3.5 Photoluminescence (PL) study of Sb2S3
Figure 5 shows emission spectra for chemically deposited Sb 2S3 measured at room temperature with excitation wavelength at 350 nm gives four distinct peaks around 472, 532, 610 and 716 nm. The first peak centred around 472, this blue emission can be attributed to deep trap states or defects in material resulted during experimental conditions.[29] Second peak about of 532 nm, corresponds to the green emission, which is in agreement with the previous study by Kulyk et al.[30] Third peak at 610 nm is the PL peak for deposited Sb 2S3 and agrees well with the observations made by Xu et al[31] for Sb 2S3. Fourth emission peak observed approximately at 717 nm, which is at higher wavelength than that of absorption peak approximately at wavelength of 430 nm.

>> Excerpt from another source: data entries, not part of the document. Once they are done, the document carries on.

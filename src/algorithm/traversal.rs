//! 图遍历算法
//!
//! 广度优先与深度优先遍历，对每个可达顶点恰好调用一次访问回调

use crate::error::{Error, Result};
use crate::graph::Graph;
use std::collections::{HashSet, VecDeque};
use std::fmt::Debug;
use std::hash::Hash;
use tracing::{debug, trace, warn};

/// 遍历顺序
#[derive(Debug, Clone, Copy, PartialEq, Eq)]
pub enum TraversalOrder {
    /// 广度优先
    BreadthFirst,
    /// 深度优先
    DepthFirst,
}

/// 遍历器
///
/// 借用图的共享引用，遍历过程中不修改邻接关系。
/// 同层（或同一顶点的）邻居按其插入顺序展开，因此对固定的修改序列结果是确定的。
pub struct Traverser<'g, V> {
    graph: &'g Graph<V>,
}

impl<'g, V> Traverser<'g, V>
where
    V: Eq + Hash + Clone + Debug,
{
    /// 创建遍历器
    pub fn new(graph: &'g Graph<V>) -> Self {
        Self { graph }
    }

    /// 广度优先遍历
    ///
    /// 顶点在入队时标记为已访问，每个顶点最多入队一次。
    pub fn bfs<F>(&self, root: &V, mut visit: F) -> Result<()>
    where
        F: FnMut(&V),
    {
        self.try_bfs(root, |vertex| {
            visit(vertex);
            Ok::<(), Error>(())
        })
    }

    /// 深度优先遍历（迭代实现）
    pub fn dfs<F>(&self, root: &V, mut visit: F) -> Result<()>
    where
        F: FnMut(&V),
    {
        self.try_dfs(root, |vertex| {
            visit(vertex);
            Ok::<(), Error>(())
        })
    }

    /// 按指定顺序遍历
    pub fn traverse<F>(&self, order: TraversalOrder, root: &V, visit: F) -> Result<()>
    where
        F: FnMut(&V),
    {
        match order {
            TraversalOrder::BreadthFirst => self.bfs(root, visit),
            TraversalOrder::DepthFirst => self.dfs(root, visit),
        }
    }

    /// 可失败的广度优先遍历
    ///
    /// 回调返回 `Err` 时立即停止，不再调用后续回调，并原样返回该错误。
    pub fn try_bfs<E, F>(&self, root: &V, mut visit: F) -> std::result::Result<(), E>
    where
        E: From<Error>,
        F: FnMut(&V) -> std::result::Result<(), E>,
    {
        let root = self.resolve_root(root)?;
        debug!(?root, "开始广度优先遍历");

        let mut visited: HashSet<&'g V> = HashSet::new();
        let mut queue: VecDeque<&'g V> = VecDeque::new();
        visited.insert(root);
        queue.push_back(root);

        while let Some(current) = queue.pop_front() {
            trace!(vertex = ?current, "访问顶点");
            visit(current)?;

            for neighbor in self.graph.neighbor_iter(current).into_iter().flatten() {
                if visited.insert(neighbor) {
                    queue.push_back(neighbor);
                }
            }
        }

        debug!(visited = visited.len(), "广度优先遍历完成");
        Ok(())
    }

    /// 可失败的深度优先遍历
    ///
    /// 同一顶点可能多次入栈，出栈时跳过已访问的顶点。
    /// 邻居逆序入栈，使先插入的邻居先被访问。
    pub fn try_dfs<E, F>(&self, root: &V, mut visit: F) -> std::result::Result<(), E>
    where
        E: From<Error>,
        F: FnMut(&V) -> std::result::Result<(), E>,
    {
        let root = self.resolve_root(root)?;
        debug!(?root, "开始深度优先遍历");

        let mut visited: HashSet<&'g V> = HashSet::new();
        let mut stack: Vec<&'g V> = vec![root];

        while let Some(current) = stack.pop() {
            if !visited.insert(current) {
                continue;
            }

            trace!(vertex = ?current, "访问顶点");
            visit(current)?;

            for neighbor in self.graph.neighbor_iter(current).into_iter().flatten().rev() {
                if !visited.contains(neighbor) {
                    stack.push(neighbor);
                }
            }
        }

        debug!(visited = visited.len(), "深度优先遍历完成");
        Ok(())
    }

    /// 可失败的按序遍历
    pub fn try_traverse<E, F>(
        &self,
        order: TraversalOrder,
        root: &V,
        visit: F,
    ) -> std::result::Result<(), E>
    where
        E: From<Error>,
        F: FnMut(&V) -> std::result::Result<(), E>,
    {
        match order {
            TraversalOrder::BreadthFirst => self.try_bfs(root, visit),
            TraversalOrder::DepthFirst => self.try_dfs(root, visit),
        }
    }

    fn resolve_root(&self, root: &V) -> Result<&'g V> {
        self.graph.resolve(root).ok_or_else(|| {
            warn!(?root, "遍历起点不存在");
            Error::unknown_vertex(root)
        })
    }
}
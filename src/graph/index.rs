//! 邻接索引
//!
//! 顶点键到邻居集合的内存映射，维护无向图的对称性

use indexmap::{IndexMap, IndexSet};
use std::hash::Hash;

/// 对称邻接索引
///
/// `v` 在 `u` 的邻居集合中当且仅当 `u` 在 `v` 的邻居集合中。
/// 所有写操作都成对更新两侧集合。顶点与邻居均保持插入顺序，
/// 删除时使用 `shift_remove`，剩余元素的相对顺序不变。
#[derive(Debug, Clone)]
pub struct AdjacencyIndex<V> {
    /// 顶点到邻居集合的映射
    adjacency: IndexMap<V, IndexSet<V>>,
}

impl<V> AdjacencyIndex<V>
where
    V: Eq + Hash + Clone,
{
    /// 创建新索引
    pub fn new() -> Self {
        Self {
            adjacency: IndexMap::new(),
        }
    }

    /// 创建预留容量的索引
    pub fn with_capacity(capacity: usize) -> Self {
        Self {
            adjacency: IndexMap::with_capacity(capacity),
        }
    }

    /// 插入孤立顶点，已存在时不变。返回是否新建
    pub fn insert_vertex(&mut self, vertex: V) -> bool {
        if self.adjacency.contains_key(&vertex) {
            return false;
        }
        self.adjacency.insert(vertex, IndexSet::new());
        true
    }

    /// 删除顶点及所有指向它的邻接记录。返回是否存在
    pub fn remove_vertex(&mut self, vertex: &V) -> bool {
        let Some(neighbors) = self.adjacency.shift_remove(vertex) else {
            return false;
        };

        for neighbor in &neighbors {
            if let Some(set) = self.adjacency.get_mut(neighbor) {
                set.shift_remove(vertex);
            }
        }

        true
    }

    /// 插入无向边，缺失的端点会被自动创建。返回边是否为新边
    pub fn insert_edge(&mut self, a: V, b: V) -> bool {
        let inserted = self
            .adjacency
            .entry(a.clone())
            .or_default()
            .insert(b.clone());
        self.adjacency.entry(b).or_default().insert(a);
        inserted
    }

    /// 删除无向边。任一端点缺失时不做修改，返回边是否存在
    pub fn remove_edge(&mut self, a: &V, b: &V) -> bool {
        if !self.contains_vertex(a) || !self.contains_vertex(b) {
            return false;
        }

        let mut removed = false;
        if let Some(set) = self.adjacency.get_mut(a) {
            removed |= set.shift_remove(b);
        }
        if let Some(set) = self.adjacency.get_mut(b) {
            removed |= set.shift_remove(a);
        }
        removed
    }

    /// 顶点是否存在
    pub fn contains_vertex(&self, vertex: &V) -> bool {
        self.adjacency.contains_key(vertex)
    }

    /// 获取索引中存储的顶点键
    pub fn get_key(&self, vertex: &V) -> Option<&V> {
        self.adjacency.get_key_value(vertex).map(|(key, _)| key)
    }

    /// 获取顶点的邻居集合
    pub fn neighbors(&self, vertex: &V) -> Option<&IndexSet<V>> {
        self.adjacency.get(vertex)
    }

    /// 顶点在插入顺序中的位置
    pub fn position(&self, vertex: &V) -> Option<usize> {
        self.adjacency.get_index_of(vertex)
    }

    /// 按插入顺序遍历顶点
    pub fn vertices(&self) -> impl Iterator<Item = &V> + '_ {
        self.adjacency.keys()
    }

    /// 按插入顺序遍历 (顶点, 邻居集合)
    pub fn iter(&self) -> impl Iterator<Item = (&V, &IndexSet<V>)> + '_ {
        self.adjacency.iter()
    }

    /// 获取顶点数量
    pub fn vertex_count(&self) -> usize {
        self.adjacency.len()
    }

    /// 获取无向边数量（自环计一次）
    pub fn edge_count(&self) -> usize {
        let mut endpoints = 0;
        let mut loops = 0;
        for (vertex, set) in &self.adjacency {
            endpoints += set.len();
            if set.contains(vertex) {
                loops += 1;
            }
        }
        (endpoints - loops) / 2 + loops
    }

    /// 清空索引
    pub fn clear(&mut self) {
        self.adjacency.clear();
    }
}

impl<V> Default for AdjacencyIndex<V>
where
    V: Eq + Hash + Clone,
{
    fn default() -> Self {
        Self::new()
    }
}

#[cfg(test)]
mod tests {
    use super::*;

    fn neighbor_vec(index: &AdjacencyIndex<u32>, v: u32) -> Vec<u32> {
        index.neighbors(&v).unwrap().iter().copied().collect()
    }

    #[test]
    fn test_insert_edge_is_symmetric() {
        let mut index = AdjacencyIndex::new();

        assert!(index.insert_edge(1, 2));
        assert!(!index.insert_edge(2, 1));

        assert_eq!(index.vertex_count(), 2);
        assert_eq!(neighbor_vec(&index, 1), vec![2]);
        assert_eq!(neighbor_vec(&index, 2), vec![1]);
        assert_eq!(index.edge_count(), 1);
    }

    #[test]
    fn test_insert_vertex_keeps_edges() {
        let mut index = AdjacencyIndex::new();
        index.insert_edge(1, 2);

        assert!(!index.insert_vertex(1));
        assert_eq!(neighbor_vec(&index, 1), vec![2]);

        assert!(index.insert_vertex(3));
        assert!(index.neighbors(&3).unwrap().is_empty());
    }

    #[test]
    fn test_remove_vertex_cascades() {
        let mut index = AdjacencyIndex::new();
        index.insert_edge(1, 2);
        index.insert_edge(1, 3);
        index.insert_edge(2, 3);

        assert!(index.remove_vertex(&1));
        assert!(!index.remove_vertex(&1));

        assert_eq!(index.vertex_count(), 2);
        assert_eq!(neighbor_vec(&index, 2), vec![3]);
        assert_eq!(neighbor_vec(&index, 3), vec![2]);
    }

    #[test]
    fn test_remove_edge_missing_endpoint() {
        let mut index = AdjacencyIndex::new();
        index.insert_edge(1, 2);

        assert!(!index.remove_edge(&1, &9));
        assert!(!index.contains_vertex(&9));
        assert!(index.remove_edge(&2, &1));
        assert!(!index.remove_edge(&2, &1));
        assert_eq!(index.edge_count(), 0);
        assert_eq!(index.vertex_count(), 2);
    }

    #[test]
    fn test_self_loop_counts_once() {
        let mut index = AdjacencyIndex::new();
        index.insert_edge(1, 1);
        index.insert_edge(1, 2);

        assert_eq!(index.edge_count(), 2);
        assert_eq!(neighbor_vec(&index, 1), vec![1, 2]);

        assert!(index.remove_vertex(&1));
        assert!(index.neighbors(&2).unwrap().is_empty());
    }

    #[test]
    fn test_removal_preserves_order() {
        let mut index = AdjacencyIndex::new();
        for v in [2, 3, 4, 5] {
            index.insert_edge(1, v);
        }

        index.remove_edge(&1, &3);
        assert_eq!(neighbor_vec(&index, 1), vec![2, 4, 5]);

        index.remove_vertex(&2);
        let order: Vec<u32> = index.vertices().copied().collect();
        assert_eq!(order, vec![1, 3, 4, 5]);
    }
}
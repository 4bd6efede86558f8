//! adjgraph - 泛型内存无向图
//!
//! 以邻接集合存储的无向图容器，支持：
//! - 顶点与边的增删，删除顶点时级联清理邻接关系
//! - 邻接查询（`is_edge`、`neighbors`、`degree`）
//! - 以访问回调驱动的广度优先与深度优先遍历

pub mod algorithm;
pub mod error;
pub mod graph;

// 重导出常用类型
pub use algorithm::{TraversalOrder, Traverser};
pub use error::{Error, Result};
pub use graph::{AdjacencyIndex, Graph};

/// 库版本
pub const VERSION: &str = env!("CARGO_PKG_VERSION");
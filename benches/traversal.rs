//! 遍历性能基准

use adjgraph::{Graph, TraversalOrder};
use criterion::{black_box, criterion_group, criterion_main, Criterion};

/// 构建 side x side 的网格图
fn make_grid(side: u32) -> Graph<u32> {
    let mut graph = Graph::with_capacity((side * side) as usize);
    for row in 0..side {
        for col in 0..side {
            let v = row * side + col;
            graph.add_vertex(v);
            if col + 1 < side {
                graph.add_edge(v, v + 1);
            }
            if row + 1 < side {
                graph.add_edge(v, v + side);
            }
        }
    }
    graph
}

fn bench_traversal(c: &mut Criterion) {
    let graph = make_grid(100);

    c.bench_function("bfs_grid_100x100", |b| {
        b.iter(|| {
            let mut count = 0usize;
            graph
                .traverse(TraversalOrder::BreadthFirst, black_box(&0), |_| count += 1)
                .unwrap();
            count
        })
    });

    c.bench_function("dfs_grid_100x100", |b| {
        b.iter(|| {
            let mut count = 0usize;
            graph
                .traverse(TraversalOrder::DepthFirst, black_box(&0), |_| count += 1)
                .unwrap();
            count
        })
    });
}

fn bench_mutation(c: &mut Criterion) {
    c.bench_function("build_and_remove_grid_50x50", |b| {
        b.iter(|| {
            let mut graph = make_grid(50);
            for v in 0..2500u32 {
                graph.remove_vertex(&v);
            }
            graph.order()
        })
    });
}

criterion_group!(benches, bench_traversal, bench_mutation);
criterion_main!(benches);
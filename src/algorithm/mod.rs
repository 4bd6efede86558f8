//! 图算法模块
//!
//! 包含广度优先与深度优先遍历

mod traversal;

pub use traversal::{TraversalOrder, Traverser};
pub mod club_suggestion;
pub mod feedback;
pub mod listing;
pub mod review;
pub mod vote;

pub use club_suggestion::NewClubSuggestion;
pub use feedback::NewFeedback;
pub use review::{Category, CoachTiming, NewReview, ReviewRecord, TimeAgo};
pub use vote::{VoteChoice, VoteState};

/// Tables the hosted store exposes to this site.
#[derive(Debug, Clone, Copy, PartialEq, Eq, Hash)]
pub enum Table {
    Reviews,
    ClubSuggestions,
    Feedback,
}

impl Table {
    pub fn name(&self) -> &'static str {
        match self {
            Table::Reviews => "review_form",
            Table::ClubSuggestions => "club_suggestion_form",
            Table::Feedback => "feedback_form",
        }
    }
}
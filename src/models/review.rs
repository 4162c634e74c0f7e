use serde::{Deserialize, Deserializer, Serialize, de::DeserializeOwned};

/// Columns requested when listing reviews.
pub const REVIEW_COLUMNS: &str = "review_id,created_at,reviewer_full_name,coach_timing,time_ago,\
state,club_name,coach_name,team_gender,age_group,technical_rating,communication_rating,\
development_rating,attitude_rating,professionalism_rating,overall_review";

/// One stored review as read back from the store.
#[derive(Debug, Clone, Default, Serialize, Deserialize, PartialEq)]
pub struct ReviewRecord {
    #[serde(deserialize_with = "id_string")]
    pub review_id: String,
    #[serde(default)]
    pub created_at: Option<String>,

    #[serde(default)]
    pub reviewer_full_name: Option<String>,

    #[serde(default, deserialize_with = "lenient")]
    pub coach_timing: Option<CoachTiming>,
    #[serde(default)]
    pub time_ago: Option<String>,

    #[serde(default)]
    pub state: Option<String>,

    #[serde(default)]
    pub club_name: Option<String>,
    #[serde(default)]
    pub coach_name: Option<String>,
    #[serde(default)]
    pub team_gender: Option<String>,
    #[serde(default)]
    pub age_group: Option<String>,

    #[serde(default, deserialize_with = "lenient")]
    pub technical_rating: Option<f64>,
    #[serde(default, deserialize_with = "lenient")]
    pub communication_rating: Option<f64>,
    #[serde(default, deserialize_with = "lenient")]
    pub development_rating: Option<f64>,
    #[serde(default, deserialize_with = "lenient")]
    pub attitude_rating: Option<f64>,
    #[serde(default, deserialize_with = "lenient")]
    pub professionalism_rating: Option<f64>,

    #[serde(default)]
    pub overall_review: Option<String>,
}

impl ReviewRecord {
    pub fn rating(&self, category: Category) -> Option<f64> {
        match category {
            Category::Technical => self.technical_rating,
            Category::Communication => self.communication_rating,
            Category::Development => self.development_rating,
            Category::Attitude => self.attitude_rating,
            Category::Professionalism => self.professionalism_rating,
        }
    }

    pub fn ratings(&self) -> [Option<f64>; 5] {
        Category::ALL.map(|c| self.rating(c))
    }
}

// Values of the wrong shape decode as absent instead of failing the whole listing.
fn lenient<'de, D, T>(deserializer: D) -> Result<Option<T>, D::Error>
where
    D: Deserializer<'de>,
    T: DeserializeOwned,
{
    let value = serde_json::Value::deserialize(deserializer)?;
    Ok(serde_json::from_value(value).ok())
}

fn id_string<'de, D>(deserializer: D) -> Result<String, D::Error>
where
    D: Deserializer<'de>,
{
    match serde_json::Value::deserialize(deserializer)? {
        serde_json::Value::String(s) => Ok(s),
        serde_json::Value::Number(n) => Ok(n.to_string()),
        other => Err(serde::de::Error::custom(format!(
            "review_id must be a string or number, got {other}"
        ))),
    }
}

#[derive(Debug, Clone, Copy, Serialize, Deserialize, PartialEq, Eq)]
#[serde(rename_all = "lowercase")]
pub enum CoachTiming {
    Current,
    Past,
}

impl CoachTiming {
    pub fn parse(value: &str) -> Option<Self> {
        match value.trim() {
            "current" => Some(CoachTiming::Current),
            "past" => Some(CoachTiming::Past),
            _ => None,
        }
    }

    pub fn as_str(&self) -> &'static str {
        match self {
            CoachTiming::Current => "current",
            CoachTiming::Past => "past",
        }
    }
}

/// How long ago a past coach coached the reviewer's child.
#[derive(Debug, Clone, Copy, Serialize, Deserialize, PartialEq, Eq)]
pub enum TimeAgo {
    #[serde(rename = "within-1-year")]
    WithinOneYear,
    #[serde(rename = "1-2-years")]
    OneToTwoYears,
    #[serde(rename = "2-3-years")]
    TwoToThreeYears,
    #[serde(rename = "3-plus-years")]
    ThreePlusYears,
}

impl TimeAgo {
    pub const ALL: [TimeAgo; 4] = [
        TimeAgo::WithinOneYear,
        TimeAgo::OneToTwoYears,
        TimeAgo::TwoToThreeYears,
        TimeAgo::ThreePlusYears,
    ];

    pub fn as_str(&self) -> &'static str {
        match self {
            TimeAgo::WithinOneYear => "within-1-year",
            TimeAgo::OneToTwoYears => "1-2-years",
            TimeAgo::TwoToThreeYears => "2-3-years",
            TimeAgo::ThreePlusYears => "3-plus-years",
        }
    }

    pub fn label(&self) -> &'static str {
        match self {
            TimeAgo::WithinOneYear => "Within the last year",
            TimeAgo::OneToTwoYears => "1-2 years ago",
            TimeAgo::TwoToThreeYears => "2-3 years ago",
            TimeAgo::ThreePlusYears => "3+ years ago",
        }
    }

    pub fn parse(value: &str) -> Option<Self> {
        Self::ALL.into_iter().find(|t| t.as_str() == value.trim())
    }
}

/// The five rated aspects of a coach.
#[derive(Debug, Clone, Copy, PartialEq, Eq, Hash)]
pub enum Category {
    Technical,
    Communication,
    Development,
    Attitude,
    Professionalism,
}

impl Category {
    pub const ALL: [Category; 5] = [
        Category::Technical,
        Category::Communication,
        Category::Development,
        Category::Attitude,
        Category::Professionalism,
    ];

    /// Suffix used by the review form's `rating-*` and `explanation-*` fields.
    pub fn form_key(&self) -> &'static str {
        match self {
            Category::Technical => "technical",
            Category::Communication => "communication",
            Category::Development => "development",
            Category::Attitude => "attitude",
            Category::Professionalism => "organization",
        }
    }

    pub fn form_label(&self) -> &'static str {
        match self {
            Category::Technical => "Coaching Ability / Technical Skills",
            Category::Communication => "Communication with Parents",
            Category::Development => "Player Development",
            Category::Attitude => "Attitude / Positivity",
            Category::Professionalism => "Organization / Professionalism",
        }
    }

    pub fn card_label(&self) -> &'static str {
        match self {
            Category::Technical => "Coaching Ability",
            Category::Communication => "Communication",
            Category::Development => "Player Development",
            Category::Attitude => "Attitude",
            Category::Professionalism => "Professionalism",
        }
    }
}

/// Row inserted into the reviews table. `None` goes out as `null`.
#[derive(Debug, Clone, Serialize, PartialEq)]
pub struct NewReview {
    pub reviewer_full_name: String,
    pub coach_timing: CoachTiming,
    pub time_ago: Option<TimeAgo>,
    pub state: Option<String>,
    pub club_name: String,
    pub coach_name: String,
    pub team_gender: String,
    pub age_group: String,
    pub technical_rating: u8,
    pub communication_rating: u8,
    pub development_rating: u8,
    pub attitude_rating: u8,
    pub professionalism_rating: u8,
    pub overall_review: String,
    pub email: Option<String>,
    pub phone_number: Option<String>,
    pub technical_comment: Option<String>,
    pub communication_comment: Option<String>,
    pub development_comment: Option<String>,
    pub attitude_comment: Option<String>,
    pub professionalism_comment: Option<String>,
}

This observed red shift in position of emission peak can be attributed to Stoke’s shift, which may be due to the localized centres in band structure.[32]
3.6 Photovoltaic analysis
Figure 6a presents the schematic of charge generation-transfer process for Sb 2S3-sensitized SnO 2 photoelectrode-based solar cell. Illumination of the conducting electrode causes excitation of Sb 2S3, excited electron will enter in the conduction band (E c) of Sb 2S3 and hole will remain in the valence band (E v). The possible charge generation-transfer processes on the basis of band positions of SnO 2, Sb 2S3 and electrolyte has been shown in figure 6b. From the energy level alignment of SnO 2 and Sb 2S3, it is observed that the E c of Sb 2S3 is negative enough to inject electron into SnO 2, a wide band semiconductor, which has the conduction band edge minimum more positive as compare to TiO 2 (at −4.5 eV for SnO 2; −4.2 eV for TiO 2).[33,34]Hence the excited Sb 2S3 can easily inject electrons from its E c quickly into the E c of SnO 2, as compare to TiO 2. The flakes like morphology of SnO 2 helps the received electrons to percolate through SnO 2 to the conducting FTO. Finally, it travels through the external load and complete the circuit by entering the system via counter electrode. The function of redox species is to quickly reduce back the excited Sb 2S3 to its ground state and to set the system for next excitation. Thereafter, the redox species takes electrons from counter electrode for further action and the electron cycle repeats.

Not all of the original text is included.